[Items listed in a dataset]
● ● ● ●

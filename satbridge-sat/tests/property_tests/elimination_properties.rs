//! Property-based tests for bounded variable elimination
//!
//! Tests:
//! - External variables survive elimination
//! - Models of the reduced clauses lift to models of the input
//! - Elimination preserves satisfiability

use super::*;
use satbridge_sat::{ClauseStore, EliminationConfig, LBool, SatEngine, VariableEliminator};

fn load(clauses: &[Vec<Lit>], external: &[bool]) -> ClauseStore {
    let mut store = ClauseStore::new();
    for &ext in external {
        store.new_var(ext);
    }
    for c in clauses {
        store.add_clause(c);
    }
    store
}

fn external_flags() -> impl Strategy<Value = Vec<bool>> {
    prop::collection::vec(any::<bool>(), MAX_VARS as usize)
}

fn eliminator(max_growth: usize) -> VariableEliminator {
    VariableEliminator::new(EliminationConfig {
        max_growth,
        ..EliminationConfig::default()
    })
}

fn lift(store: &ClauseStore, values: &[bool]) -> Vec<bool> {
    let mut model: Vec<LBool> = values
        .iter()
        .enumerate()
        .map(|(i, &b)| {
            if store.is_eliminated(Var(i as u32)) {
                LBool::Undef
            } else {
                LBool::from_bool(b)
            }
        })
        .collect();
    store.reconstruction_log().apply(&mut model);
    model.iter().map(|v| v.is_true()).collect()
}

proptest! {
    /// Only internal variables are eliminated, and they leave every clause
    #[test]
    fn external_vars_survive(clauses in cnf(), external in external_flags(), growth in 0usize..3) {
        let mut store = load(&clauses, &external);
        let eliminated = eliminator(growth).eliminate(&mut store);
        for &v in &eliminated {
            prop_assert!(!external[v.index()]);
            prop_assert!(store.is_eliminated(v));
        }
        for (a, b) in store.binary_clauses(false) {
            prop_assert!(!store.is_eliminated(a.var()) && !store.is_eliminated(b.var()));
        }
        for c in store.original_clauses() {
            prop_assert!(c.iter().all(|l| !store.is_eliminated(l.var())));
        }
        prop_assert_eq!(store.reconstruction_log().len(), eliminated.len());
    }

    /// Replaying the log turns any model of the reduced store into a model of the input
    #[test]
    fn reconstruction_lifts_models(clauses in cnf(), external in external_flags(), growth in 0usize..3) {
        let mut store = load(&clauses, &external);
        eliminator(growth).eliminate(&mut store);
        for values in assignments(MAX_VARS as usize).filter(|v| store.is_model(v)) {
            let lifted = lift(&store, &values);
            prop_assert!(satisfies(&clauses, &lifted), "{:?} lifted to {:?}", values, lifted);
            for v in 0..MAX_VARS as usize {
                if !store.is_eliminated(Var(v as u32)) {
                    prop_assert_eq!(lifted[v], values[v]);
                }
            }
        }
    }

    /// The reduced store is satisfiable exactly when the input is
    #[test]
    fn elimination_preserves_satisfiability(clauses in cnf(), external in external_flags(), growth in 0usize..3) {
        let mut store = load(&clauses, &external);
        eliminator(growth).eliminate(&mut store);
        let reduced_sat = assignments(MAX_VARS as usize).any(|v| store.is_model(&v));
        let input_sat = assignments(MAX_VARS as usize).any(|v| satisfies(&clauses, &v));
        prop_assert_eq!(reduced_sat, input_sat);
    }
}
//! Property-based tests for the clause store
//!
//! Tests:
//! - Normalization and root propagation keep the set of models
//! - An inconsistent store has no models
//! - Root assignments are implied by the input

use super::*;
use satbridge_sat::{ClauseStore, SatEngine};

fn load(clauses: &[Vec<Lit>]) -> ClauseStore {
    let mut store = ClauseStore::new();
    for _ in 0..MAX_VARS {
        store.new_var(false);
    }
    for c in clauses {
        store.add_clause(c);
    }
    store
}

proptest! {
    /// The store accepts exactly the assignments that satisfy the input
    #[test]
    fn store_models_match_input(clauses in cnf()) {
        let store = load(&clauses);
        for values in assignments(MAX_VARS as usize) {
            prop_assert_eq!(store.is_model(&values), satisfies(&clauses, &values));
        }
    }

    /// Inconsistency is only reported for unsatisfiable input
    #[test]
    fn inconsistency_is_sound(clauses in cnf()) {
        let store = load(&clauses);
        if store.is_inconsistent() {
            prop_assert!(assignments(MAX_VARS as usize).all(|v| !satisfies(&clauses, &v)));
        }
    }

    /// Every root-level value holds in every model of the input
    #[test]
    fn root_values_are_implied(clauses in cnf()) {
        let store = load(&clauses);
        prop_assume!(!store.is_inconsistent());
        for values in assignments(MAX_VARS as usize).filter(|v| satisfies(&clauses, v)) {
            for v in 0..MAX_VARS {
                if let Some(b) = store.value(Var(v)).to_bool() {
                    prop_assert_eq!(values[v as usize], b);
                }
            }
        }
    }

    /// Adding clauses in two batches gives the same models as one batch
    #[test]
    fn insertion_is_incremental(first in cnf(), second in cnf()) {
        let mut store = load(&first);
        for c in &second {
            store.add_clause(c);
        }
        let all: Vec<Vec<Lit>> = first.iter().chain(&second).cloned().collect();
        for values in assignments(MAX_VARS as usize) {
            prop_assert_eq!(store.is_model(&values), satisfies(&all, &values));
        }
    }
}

● ● ● ●

• WHAT IS BEING ASKED: Word for word, repeat every line of the data.

• COMPLETED EXERCISE:
filename satbridge-sat/tests/property_tests/elimination_properties.rs
//! Property-based tests for bounded variable elimination
//!
//! Tests:
//! - External variables survive elimination
//! - Models of the reduced clauses lift to models of the input
//! - Elimination preserves satisfiability

use super::*;
use satbridge_sat::{ClauseStore, EliminationConfig, LBool, SatEngine, VariableEliminator};

fn load(clauses: &[Vec<Lit>], external: &[bool]) -> ClauseStore {
    let mut store = ClauseStore::new();
    for &ext in external {
        store.new_var(ext);
    }
    for c in clauses {
        store.add_clause(c);
    }
    store
}

fn external_flags() -> impl Strategy<Value = Vec<bool>> {
    prop::collection::vec(any::<bool>(), MAX_VARS as usize)
}

fn eliminator(max_growth: usize) -> VariableEliminator {
    VariableEliminator::new(EliminationConfig {
        max_growth,
        ..EliminationConfig::default()
    })
}

fn lift(store: &ClauseStore, values: &[bool]) -> Vec<bool> {
    let mut model: Vec<LBool> = values
        .iter()
        .enumerate()
        .map(|(i, &b)| {
            if store.is_eliminated(Var(i as u32)) {
                LBool::Undef
            } else {
                LBool::from_bool(b)
            }
        })
        .collect();
    store.reconstruction_log().apply(&mut model);
    model.iter().map(|v| v.is_true()).collect()
}

proptest! {
    /// Only internal variables are eliminated, and they leave every clause
    #[test]
    fn external_vars_survive(clauses in cnf(), external in external_flags(), growth in 0usize..3) {
        let mut store = load(&clauses, &external);
        let eliminated = eliminator(growth).eliminate(&mut store);
        for &v in &eliminated {
            prop_assert!(!external[v.index()]);
            prop_assert!(store.is_eliminated(v));
        }
        for (a, b) in store.binary_clauses(false) {
            prop_assert!(!store.is_eliminated(a.var()) && !store.is_eliminated(b.var()));
        }
        for c in store.original_clauses() {
            prop_assert!(c.iter().all(|l| !store.is_eliminated(l.var())));
        }
        prop_assert_eq!(store.reconstruction_log().len(), eliminated.len());
    }

    /// Replaying the log turns any model of the reduced store into a model of the input
    #[test]
    fn reconstruction_lifts_models(clauses in cnf(), external in external_flags(), growth in 0usize..3) {
        let mut store = load(&clauses, &external);
        eliminator(growth).eliminate(&mut store);
        for values in assignments(MAX_VARS as usize).filter(|v| store.is_model(v)) {
            let lifted = lift(&store, &values);
            prop_assert!(satisfies(&clauses, &lifted), "{:?} lifted to {:?}", values, lifted);
            for v in 0..MAX_VARS as usize {
                if !store.is_eliminated(Var(v as u32)) {
                    prop_assert_eq!(lifted[v], values[v]);
                }
            }
        }
    }

    /// The reduced store is satisfiable exactly when the input is
    #[test]
    fn elimination_preserves_satisfiability(clauses in cnf(), external in external_flags(), growth in 0usize..3) {
        let mut store = load(&clauses, &external);
        eliminator(growth).eliminate(&mut store);
        let reduced_sat = assignments(MAX_VARS as usize).any(|v| store.is_model(&v));
        let input_sat = assignments(MAX_VARS as usize).any(|v| satisfies(&clauses, &v));
        prop_assert_eq!(reduced_sat, input_sat);
    }
}
//! Property-based tests for the clause store
//!
//! Tests:
//! - Normalization and root propagation keep the set of models
//! - An inconsistent store has no models
//! - Root assignments are implied by the input

use super::*;
use satbridge_sat::{ClauseStore, SatEngine};

fn load(clauses: &[Vec<Lit>]) -> ClauseStore {
    let mut store = ClauseStore::new();
    for _ in 0..MAX_VARS {
        store.new_var(false);
    }
    for c in clauses {
        store.add_clause(c);
    }
    store
}

proptest! {
    /// The store accepts exactly the assignments that satisfy the input
    #[test]
    fn store_models_match_input(clauses in cnf()) {
        let store = load(&clauses);
        for values in assignments(MAX_VARS as usize) {
            prop_assert_eq!(store.is_model(&values), satisfies(&clauses, &values));
        }
    }

    /// Inconsistency is only reported for unsatisfiable input
    #[test]
    fn inconsistency_is_sound(clauses in cnf()) {
        let store = load(&clauses);
        if store.is_inconsistent() {
            prop_assert!(assignments(MAX_VARS as usize).all(|v| !satisfies(&clauses, &v)));
        }
    }

    /// Every root-level value holds in every model of the input
    #[test]
    fn root_values_are_implied(clauses in cnf()) {
        let store = load(&clauses);
        prop_assume!(!store.is_inconsistent());
        for values in assignments(MAX_VARS as usize).filter(|v| satisfies(&clauses, v)) {
            for v in 0..MAX_VARS {
                if let Some(b) = store.value(Var(v)).to_bool() {
                    prop_assert_eq!(values[v as usize], b);
                }
            }
        }
    }

    /// Adding clauses in two batches gives the same models as one batch
    #[test]
    fn insertion_is_incremental(first in cnf(), second in cnf()) {
        let mut store = load(&first);
        for c in &second {
            store.add_clause(c);
        }
        let all: Vec<Vec<Lit>> = first.iter().chain(&second).cloned().collect();
        for values in assignments(MAX_VARS as usize) {
            prop_assert_eq!(store.is_model(&values), satisfies(&all, &values));
        }
    }
}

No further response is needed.